**Stored data:**

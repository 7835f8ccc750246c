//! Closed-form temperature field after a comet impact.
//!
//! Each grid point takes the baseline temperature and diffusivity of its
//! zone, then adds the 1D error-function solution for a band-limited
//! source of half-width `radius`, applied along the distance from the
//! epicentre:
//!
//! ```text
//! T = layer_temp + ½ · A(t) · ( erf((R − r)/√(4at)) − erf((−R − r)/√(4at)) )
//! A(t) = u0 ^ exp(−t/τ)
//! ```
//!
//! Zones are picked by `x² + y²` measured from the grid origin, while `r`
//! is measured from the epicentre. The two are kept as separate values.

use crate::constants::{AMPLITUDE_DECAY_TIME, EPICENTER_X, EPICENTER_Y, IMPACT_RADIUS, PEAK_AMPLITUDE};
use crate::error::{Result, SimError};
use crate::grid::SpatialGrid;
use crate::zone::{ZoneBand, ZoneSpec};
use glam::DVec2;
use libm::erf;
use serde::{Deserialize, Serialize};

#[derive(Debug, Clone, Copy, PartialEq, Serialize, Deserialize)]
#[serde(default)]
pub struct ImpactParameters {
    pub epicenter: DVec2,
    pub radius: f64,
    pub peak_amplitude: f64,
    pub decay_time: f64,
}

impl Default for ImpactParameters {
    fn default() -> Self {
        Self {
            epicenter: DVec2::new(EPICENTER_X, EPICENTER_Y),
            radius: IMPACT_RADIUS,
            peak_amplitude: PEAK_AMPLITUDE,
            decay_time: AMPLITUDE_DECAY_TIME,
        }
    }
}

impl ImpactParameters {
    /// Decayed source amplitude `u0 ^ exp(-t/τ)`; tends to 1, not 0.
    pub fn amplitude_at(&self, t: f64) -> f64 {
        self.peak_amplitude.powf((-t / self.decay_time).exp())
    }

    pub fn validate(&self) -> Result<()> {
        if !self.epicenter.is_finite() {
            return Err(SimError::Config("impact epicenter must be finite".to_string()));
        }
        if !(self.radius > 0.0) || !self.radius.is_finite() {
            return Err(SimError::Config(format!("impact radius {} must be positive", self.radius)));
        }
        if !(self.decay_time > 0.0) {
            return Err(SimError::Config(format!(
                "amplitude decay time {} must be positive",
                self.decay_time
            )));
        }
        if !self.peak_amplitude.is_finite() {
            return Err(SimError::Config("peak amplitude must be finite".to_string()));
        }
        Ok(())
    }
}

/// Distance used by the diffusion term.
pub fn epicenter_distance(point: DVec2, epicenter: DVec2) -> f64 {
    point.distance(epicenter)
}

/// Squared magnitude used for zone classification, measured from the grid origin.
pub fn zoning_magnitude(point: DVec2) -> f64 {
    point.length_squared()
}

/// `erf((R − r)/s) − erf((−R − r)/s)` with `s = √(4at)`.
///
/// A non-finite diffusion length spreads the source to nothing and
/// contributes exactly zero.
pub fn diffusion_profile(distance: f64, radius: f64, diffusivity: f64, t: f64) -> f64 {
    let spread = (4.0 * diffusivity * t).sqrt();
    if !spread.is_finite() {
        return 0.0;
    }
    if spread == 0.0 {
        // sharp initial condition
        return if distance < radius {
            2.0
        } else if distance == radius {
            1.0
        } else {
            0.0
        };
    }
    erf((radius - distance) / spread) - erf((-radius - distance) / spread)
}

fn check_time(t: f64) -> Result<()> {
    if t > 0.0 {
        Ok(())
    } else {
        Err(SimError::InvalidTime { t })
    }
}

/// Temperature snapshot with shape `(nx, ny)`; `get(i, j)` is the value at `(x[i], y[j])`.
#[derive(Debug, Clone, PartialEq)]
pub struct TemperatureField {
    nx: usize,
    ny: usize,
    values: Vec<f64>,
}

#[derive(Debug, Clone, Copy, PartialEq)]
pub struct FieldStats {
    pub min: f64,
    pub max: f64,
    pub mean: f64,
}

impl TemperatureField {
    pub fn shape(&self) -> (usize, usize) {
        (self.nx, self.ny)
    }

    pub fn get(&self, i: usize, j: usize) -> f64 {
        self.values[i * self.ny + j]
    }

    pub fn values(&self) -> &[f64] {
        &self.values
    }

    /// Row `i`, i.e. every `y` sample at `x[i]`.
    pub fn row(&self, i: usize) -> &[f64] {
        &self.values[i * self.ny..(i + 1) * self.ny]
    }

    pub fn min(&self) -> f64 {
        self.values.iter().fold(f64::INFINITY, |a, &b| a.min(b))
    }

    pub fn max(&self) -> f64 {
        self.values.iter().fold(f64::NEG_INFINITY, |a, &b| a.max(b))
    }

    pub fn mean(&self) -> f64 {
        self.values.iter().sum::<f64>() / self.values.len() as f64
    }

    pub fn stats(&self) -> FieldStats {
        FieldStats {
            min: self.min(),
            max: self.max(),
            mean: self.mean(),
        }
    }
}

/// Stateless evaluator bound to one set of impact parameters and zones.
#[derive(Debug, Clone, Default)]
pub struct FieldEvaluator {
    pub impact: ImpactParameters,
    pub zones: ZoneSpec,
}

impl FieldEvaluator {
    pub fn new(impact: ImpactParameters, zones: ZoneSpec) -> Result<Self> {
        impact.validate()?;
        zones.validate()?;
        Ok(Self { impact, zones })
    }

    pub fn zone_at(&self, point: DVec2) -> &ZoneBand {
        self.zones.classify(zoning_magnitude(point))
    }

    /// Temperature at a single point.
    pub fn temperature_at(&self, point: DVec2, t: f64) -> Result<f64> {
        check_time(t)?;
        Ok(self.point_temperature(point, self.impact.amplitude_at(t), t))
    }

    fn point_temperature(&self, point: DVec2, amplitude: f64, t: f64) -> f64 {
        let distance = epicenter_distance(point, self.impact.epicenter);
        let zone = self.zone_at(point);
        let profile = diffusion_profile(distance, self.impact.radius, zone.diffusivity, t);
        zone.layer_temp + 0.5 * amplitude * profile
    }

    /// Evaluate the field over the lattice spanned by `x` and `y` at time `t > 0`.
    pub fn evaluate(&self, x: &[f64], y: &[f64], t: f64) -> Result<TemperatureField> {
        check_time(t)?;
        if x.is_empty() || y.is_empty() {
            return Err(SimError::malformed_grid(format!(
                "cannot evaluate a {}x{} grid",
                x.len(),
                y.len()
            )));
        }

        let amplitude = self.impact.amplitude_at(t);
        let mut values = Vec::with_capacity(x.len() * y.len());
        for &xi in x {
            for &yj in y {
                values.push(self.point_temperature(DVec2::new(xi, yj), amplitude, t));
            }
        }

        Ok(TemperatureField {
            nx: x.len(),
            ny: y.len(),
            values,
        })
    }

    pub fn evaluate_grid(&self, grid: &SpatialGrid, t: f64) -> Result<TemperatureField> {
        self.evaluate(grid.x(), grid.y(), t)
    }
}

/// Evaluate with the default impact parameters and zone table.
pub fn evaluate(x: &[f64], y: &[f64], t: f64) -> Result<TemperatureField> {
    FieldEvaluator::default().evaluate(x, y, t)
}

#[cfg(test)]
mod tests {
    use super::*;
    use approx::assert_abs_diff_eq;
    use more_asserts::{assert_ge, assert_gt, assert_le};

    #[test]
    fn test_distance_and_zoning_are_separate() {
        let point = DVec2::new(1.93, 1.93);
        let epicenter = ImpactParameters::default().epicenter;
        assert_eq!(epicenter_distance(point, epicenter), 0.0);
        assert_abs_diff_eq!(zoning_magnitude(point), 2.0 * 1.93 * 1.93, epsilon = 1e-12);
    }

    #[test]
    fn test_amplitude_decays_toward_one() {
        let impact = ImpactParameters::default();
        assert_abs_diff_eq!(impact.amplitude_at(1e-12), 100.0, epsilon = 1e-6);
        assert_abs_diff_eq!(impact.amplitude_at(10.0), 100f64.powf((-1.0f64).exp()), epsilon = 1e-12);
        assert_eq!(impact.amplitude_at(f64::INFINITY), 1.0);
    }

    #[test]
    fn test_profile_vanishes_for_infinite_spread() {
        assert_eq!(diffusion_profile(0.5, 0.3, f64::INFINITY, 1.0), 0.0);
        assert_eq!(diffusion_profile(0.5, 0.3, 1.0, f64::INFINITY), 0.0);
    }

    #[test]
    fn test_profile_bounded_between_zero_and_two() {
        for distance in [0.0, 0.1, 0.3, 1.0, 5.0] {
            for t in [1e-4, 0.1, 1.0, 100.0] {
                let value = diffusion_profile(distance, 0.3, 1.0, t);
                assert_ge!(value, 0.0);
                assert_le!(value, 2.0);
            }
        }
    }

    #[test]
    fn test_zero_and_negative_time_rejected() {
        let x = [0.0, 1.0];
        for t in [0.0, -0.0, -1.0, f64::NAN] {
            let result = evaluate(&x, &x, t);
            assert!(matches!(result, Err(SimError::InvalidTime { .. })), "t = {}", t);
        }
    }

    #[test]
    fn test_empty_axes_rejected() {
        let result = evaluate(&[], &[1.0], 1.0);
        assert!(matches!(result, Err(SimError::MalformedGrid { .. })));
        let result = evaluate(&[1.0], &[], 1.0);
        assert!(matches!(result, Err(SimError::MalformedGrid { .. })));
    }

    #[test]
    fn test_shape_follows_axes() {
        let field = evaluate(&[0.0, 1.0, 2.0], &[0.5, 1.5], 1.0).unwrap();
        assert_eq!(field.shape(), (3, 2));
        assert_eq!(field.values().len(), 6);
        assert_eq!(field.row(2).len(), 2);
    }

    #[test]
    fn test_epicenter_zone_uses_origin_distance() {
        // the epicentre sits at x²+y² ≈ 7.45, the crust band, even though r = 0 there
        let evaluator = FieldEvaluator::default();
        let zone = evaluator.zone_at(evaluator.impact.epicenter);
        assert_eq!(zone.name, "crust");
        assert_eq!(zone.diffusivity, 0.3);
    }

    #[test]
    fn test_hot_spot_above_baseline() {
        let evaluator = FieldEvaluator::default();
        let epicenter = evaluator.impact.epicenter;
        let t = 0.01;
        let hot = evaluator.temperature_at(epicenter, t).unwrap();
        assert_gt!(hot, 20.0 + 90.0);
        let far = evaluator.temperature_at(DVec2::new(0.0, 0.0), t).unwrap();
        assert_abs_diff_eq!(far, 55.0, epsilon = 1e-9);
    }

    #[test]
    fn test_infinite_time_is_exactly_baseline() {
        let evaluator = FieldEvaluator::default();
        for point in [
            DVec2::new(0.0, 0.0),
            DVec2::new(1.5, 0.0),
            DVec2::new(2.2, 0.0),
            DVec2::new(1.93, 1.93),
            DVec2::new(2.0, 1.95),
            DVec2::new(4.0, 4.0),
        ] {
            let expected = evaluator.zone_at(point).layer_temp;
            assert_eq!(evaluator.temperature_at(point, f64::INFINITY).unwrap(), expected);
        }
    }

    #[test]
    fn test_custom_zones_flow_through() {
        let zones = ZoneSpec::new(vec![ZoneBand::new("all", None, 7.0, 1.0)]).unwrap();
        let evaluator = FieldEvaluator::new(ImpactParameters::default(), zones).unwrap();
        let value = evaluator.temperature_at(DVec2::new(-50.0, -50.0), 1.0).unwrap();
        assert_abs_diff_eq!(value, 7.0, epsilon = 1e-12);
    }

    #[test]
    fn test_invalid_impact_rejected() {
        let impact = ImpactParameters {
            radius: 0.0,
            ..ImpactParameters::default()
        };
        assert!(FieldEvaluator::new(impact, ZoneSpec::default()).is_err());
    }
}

**Problem statement:** Restate, word for word and with nothing added, the lines from the first line of the listing through the one where "Zones are picked" stands.

**Finished task:**
repository 7835f8ccc750246c
//! Closed-form temperature field after a comet impact.
//!
//! Each grid point takes the baseline temperature and diffusivity of its
//! zone, then adds the 1D error-function solution for a band-limited
//! source of half-width `radius`, applied along the distance from the
//! epicentre:
//!
//! ```text
//! T = layer_temp + ½ · A(t) · ( erf((R − r)/√(4at)) − erf((−R − r)/√(4at)) )
//! A(t) = u0 ^ exp(−t/τ)
//! ```
//!
//! Zones are picked by `x² + y²` measured from the grid origin, while `r`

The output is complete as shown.